EXERCISE INSTRUCTIONS: Everything from the first line below through the line with "parse source ──" is to be transcribed exactly, and nothing past it.

SOURCE INFORMATION:
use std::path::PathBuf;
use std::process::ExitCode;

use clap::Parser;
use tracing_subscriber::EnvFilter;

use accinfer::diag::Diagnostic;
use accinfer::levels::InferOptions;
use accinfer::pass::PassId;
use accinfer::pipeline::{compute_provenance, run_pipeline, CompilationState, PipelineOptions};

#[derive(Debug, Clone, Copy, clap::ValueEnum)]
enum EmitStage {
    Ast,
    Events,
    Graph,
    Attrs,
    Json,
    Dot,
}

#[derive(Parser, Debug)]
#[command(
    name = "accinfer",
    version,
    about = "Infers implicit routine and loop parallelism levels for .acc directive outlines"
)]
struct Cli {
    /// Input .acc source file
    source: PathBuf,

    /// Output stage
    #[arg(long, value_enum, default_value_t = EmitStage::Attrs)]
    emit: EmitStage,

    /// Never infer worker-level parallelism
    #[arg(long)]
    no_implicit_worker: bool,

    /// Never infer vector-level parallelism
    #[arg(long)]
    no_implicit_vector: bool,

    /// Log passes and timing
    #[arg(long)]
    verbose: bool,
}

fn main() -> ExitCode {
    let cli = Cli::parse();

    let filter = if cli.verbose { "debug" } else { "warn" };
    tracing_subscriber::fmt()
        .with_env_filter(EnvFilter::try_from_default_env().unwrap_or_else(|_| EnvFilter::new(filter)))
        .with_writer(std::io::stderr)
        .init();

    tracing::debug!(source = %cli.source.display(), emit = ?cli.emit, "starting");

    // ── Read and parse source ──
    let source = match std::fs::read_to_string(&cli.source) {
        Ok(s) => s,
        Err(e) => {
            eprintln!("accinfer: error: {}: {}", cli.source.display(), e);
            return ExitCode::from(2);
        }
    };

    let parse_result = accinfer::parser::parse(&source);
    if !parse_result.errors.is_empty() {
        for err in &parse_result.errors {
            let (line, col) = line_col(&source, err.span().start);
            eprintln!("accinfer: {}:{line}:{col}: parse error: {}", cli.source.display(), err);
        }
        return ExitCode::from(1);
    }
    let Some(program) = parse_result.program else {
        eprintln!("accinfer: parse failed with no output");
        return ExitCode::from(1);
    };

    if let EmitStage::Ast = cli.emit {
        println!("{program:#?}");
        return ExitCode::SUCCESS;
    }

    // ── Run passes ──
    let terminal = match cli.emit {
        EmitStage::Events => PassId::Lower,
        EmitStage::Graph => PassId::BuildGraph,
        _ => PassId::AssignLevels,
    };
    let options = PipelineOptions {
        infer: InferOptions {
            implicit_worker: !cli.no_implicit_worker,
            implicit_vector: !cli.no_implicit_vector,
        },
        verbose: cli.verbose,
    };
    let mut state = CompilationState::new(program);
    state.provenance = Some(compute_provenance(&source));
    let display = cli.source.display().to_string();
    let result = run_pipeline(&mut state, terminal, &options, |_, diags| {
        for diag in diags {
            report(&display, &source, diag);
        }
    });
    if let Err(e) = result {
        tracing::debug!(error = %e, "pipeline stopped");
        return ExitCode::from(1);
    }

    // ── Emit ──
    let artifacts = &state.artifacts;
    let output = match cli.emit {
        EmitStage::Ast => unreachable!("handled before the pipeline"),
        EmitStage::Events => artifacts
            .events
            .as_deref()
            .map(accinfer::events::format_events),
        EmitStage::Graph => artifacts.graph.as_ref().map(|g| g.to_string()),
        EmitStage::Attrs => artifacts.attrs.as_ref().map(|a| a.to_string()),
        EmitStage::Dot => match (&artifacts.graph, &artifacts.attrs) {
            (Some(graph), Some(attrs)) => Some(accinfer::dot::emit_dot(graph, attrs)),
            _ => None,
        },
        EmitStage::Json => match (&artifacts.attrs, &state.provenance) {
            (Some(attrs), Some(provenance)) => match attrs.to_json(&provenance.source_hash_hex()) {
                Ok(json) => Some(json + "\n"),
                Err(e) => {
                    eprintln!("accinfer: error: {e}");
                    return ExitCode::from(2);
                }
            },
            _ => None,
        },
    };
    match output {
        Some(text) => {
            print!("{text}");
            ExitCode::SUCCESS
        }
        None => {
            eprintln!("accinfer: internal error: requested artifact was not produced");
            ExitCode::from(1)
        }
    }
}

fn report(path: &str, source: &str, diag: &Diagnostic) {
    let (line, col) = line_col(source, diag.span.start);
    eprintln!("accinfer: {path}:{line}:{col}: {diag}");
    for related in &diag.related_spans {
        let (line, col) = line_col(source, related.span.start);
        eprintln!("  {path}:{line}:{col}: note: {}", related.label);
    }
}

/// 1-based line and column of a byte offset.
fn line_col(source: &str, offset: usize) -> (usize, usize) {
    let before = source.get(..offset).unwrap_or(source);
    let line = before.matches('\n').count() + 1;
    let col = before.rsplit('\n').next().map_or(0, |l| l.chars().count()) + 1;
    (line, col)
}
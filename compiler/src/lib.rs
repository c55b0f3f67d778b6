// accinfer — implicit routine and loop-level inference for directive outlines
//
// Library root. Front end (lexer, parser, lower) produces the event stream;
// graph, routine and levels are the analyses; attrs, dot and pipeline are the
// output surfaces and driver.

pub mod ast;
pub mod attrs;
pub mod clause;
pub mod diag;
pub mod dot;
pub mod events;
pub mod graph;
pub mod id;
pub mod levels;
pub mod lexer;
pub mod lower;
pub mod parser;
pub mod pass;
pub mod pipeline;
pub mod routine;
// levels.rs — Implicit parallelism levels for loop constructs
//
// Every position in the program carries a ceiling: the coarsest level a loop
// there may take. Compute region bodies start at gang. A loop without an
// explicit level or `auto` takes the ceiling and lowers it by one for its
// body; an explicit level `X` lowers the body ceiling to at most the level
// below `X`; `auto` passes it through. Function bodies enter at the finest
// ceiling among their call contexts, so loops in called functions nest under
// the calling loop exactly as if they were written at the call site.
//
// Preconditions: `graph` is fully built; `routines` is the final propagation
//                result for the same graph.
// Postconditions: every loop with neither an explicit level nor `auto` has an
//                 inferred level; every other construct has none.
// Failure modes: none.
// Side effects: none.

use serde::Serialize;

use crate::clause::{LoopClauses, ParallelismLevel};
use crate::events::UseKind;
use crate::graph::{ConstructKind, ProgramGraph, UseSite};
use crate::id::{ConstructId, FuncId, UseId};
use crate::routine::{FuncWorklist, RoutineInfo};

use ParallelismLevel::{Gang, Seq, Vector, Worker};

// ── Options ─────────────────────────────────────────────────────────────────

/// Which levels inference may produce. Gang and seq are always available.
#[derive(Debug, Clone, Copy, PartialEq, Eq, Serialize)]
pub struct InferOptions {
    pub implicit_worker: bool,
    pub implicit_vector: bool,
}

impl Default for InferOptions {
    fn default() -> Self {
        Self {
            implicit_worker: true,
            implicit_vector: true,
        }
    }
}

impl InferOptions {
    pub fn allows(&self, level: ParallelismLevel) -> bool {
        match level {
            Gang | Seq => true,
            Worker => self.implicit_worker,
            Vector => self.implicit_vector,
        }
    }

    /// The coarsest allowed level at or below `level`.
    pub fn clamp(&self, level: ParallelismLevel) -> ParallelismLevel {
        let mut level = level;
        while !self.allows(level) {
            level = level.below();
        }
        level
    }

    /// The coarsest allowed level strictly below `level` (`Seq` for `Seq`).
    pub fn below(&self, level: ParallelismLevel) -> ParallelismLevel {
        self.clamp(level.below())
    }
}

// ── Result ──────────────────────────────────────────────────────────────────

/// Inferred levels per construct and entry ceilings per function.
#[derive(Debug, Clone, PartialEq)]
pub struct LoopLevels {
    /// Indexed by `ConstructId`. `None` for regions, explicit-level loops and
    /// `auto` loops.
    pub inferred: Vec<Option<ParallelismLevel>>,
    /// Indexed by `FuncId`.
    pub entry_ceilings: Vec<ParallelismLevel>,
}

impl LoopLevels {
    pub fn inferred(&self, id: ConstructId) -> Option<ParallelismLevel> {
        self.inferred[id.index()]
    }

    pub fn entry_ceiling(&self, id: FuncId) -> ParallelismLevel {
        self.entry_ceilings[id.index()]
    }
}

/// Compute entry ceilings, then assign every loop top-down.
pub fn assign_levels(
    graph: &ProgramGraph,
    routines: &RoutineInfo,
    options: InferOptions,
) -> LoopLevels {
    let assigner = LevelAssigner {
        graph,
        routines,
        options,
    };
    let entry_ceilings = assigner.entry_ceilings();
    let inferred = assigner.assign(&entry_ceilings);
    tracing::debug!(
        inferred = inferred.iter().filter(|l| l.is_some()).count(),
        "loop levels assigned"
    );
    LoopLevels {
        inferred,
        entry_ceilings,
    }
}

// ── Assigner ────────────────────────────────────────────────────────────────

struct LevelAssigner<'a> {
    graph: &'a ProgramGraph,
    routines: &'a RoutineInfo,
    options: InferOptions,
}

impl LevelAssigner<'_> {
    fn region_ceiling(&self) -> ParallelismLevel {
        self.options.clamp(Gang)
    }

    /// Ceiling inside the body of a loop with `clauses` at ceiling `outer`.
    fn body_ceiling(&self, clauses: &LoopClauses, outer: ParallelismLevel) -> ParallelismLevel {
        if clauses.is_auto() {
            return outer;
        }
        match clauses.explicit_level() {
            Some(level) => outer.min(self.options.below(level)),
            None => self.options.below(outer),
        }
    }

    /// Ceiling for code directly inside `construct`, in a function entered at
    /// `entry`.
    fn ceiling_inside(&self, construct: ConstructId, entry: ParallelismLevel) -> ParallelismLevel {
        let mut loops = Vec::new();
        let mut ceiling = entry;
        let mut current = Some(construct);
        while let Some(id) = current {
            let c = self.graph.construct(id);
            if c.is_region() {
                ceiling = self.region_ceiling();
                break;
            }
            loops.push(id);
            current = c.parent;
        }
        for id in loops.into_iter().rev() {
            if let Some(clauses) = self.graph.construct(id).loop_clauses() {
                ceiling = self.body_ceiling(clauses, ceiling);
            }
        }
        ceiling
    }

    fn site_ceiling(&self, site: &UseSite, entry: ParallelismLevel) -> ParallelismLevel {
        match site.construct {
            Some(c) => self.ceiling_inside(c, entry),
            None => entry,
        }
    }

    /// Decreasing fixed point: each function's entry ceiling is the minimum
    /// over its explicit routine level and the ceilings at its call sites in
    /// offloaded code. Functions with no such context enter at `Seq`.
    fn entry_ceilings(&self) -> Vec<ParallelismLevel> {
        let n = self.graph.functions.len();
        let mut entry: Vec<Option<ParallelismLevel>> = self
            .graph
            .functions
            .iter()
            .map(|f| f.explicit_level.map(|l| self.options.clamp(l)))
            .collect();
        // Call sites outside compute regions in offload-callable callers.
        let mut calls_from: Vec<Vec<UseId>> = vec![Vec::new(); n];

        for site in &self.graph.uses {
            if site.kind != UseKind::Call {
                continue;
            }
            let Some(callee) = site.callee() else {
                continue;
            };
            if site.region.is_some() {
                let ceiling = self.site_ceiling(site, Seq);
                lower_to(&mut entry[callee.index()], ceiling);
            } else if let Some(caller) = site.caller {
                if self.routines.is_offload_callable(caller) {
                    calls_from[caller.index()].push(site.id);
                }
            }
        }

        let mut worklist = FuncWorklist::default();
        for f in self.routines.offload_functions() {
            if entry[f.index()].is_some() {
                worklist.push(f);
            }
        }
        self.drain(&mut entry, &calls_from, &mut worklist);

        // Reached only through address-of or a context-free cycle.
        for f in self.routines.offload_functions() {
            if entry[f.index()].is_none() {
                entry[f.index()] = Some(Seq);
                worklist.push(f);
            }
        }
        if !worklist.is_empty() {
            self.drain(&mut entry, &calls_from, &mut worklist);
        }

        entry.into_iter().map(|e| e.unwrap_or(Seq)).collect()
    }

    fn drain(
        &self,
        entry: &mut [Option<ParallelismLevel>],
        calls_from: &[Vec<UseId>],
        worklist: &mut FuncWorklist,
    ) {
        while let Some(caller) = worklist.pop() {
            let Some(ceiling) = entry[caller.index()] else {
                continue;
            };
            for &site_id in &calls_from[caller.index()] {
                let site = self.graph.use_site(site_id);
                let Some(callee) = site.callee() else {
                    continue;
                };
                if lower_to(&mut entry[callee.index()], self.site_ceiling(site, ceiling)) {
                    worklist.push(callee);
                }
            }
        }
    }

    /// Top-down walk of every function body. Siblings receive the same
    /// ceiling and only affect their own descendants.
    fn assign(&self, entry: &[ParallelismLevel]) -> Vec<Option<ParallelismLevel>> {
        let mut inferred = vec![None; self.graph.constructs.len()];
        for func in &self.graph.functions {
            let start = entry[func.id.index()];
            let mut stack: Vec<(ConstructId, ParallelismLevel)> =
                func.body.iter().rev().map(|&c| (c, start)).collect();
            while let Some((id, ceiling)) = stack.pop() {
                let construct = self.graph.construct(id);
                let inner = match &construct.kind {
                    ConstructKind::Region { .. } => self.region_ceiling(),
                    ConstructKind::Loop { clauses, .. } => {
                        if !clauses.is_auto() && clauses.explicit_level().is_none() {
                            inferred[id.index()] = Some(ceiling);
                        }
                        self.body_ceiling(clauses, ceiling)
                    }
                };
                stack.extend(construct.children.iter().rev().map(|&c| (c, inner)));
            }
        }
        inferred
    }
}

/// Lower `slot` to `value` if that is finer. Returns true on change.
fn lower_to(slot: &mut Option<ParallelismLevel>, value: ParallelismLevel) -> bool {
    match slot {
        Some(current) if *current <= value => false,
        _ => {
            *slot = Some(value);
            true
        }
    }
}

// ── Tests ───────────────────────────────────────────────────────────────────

EXPECTED ANSWER:
use std::path::PathBuf;
use std::process::ExitCode;

use clap::Parser;
use tracing_subscriber::EnvFilter;

use accinfer::diag::Diagnostic;
use accinfer::levels::InferOptions;
use accinfer::pass::PassId;
use accinfer::pipeline::{compute_provenance, run_pipeline, CompilationState, PipelineOptions};

#[derive(Debug, Clone, Copy, clap::ValueEnum)]
enum EmitStage {
    Ast,
    Events,
    Graph,
    Attrs,
    Json,
    Dot,
}

#[derive(Parser, Debug)]
#[command(
    name = "accinfer",
    version,
    about = "Infers implicit routine and loop parallelism levels for .acc directive outlines"
)]
struct Cli {
    /// Input .acc source file
    source: PathBuf,

    /// Output stage
    #[arg(long, value_enum, default_value_t = EmitStage::Attrs)]
    emit: EmitStage,

    /// Never infer worker-level parallelism
    #[arg(long)]
    no_implicit_worker: bool,

    /// Never infer vector-level parallelism
    #[arg(long)]
    no_implicit_vector: bool,

    /// Log passes and timing
    #[arg(long)]
    verbose: bool,
}

fn main() -> ExitCode {
    let cli = Cli::parse();

    let filter = if cli.verbose { "debug" } else { "warn" };
    tracing_subscriber::fmt()
        .with_env_filter(EnvFilter::try_from_default_env().unwrap_or_else(|_| EnvFilter::new(filter)))
        .with_writer(std::io::stderr)
        .init();

    tracing::debug!(source = %cli.source.display(), emit = ?cli.emit, "starting");

    // ── Read and parse source ──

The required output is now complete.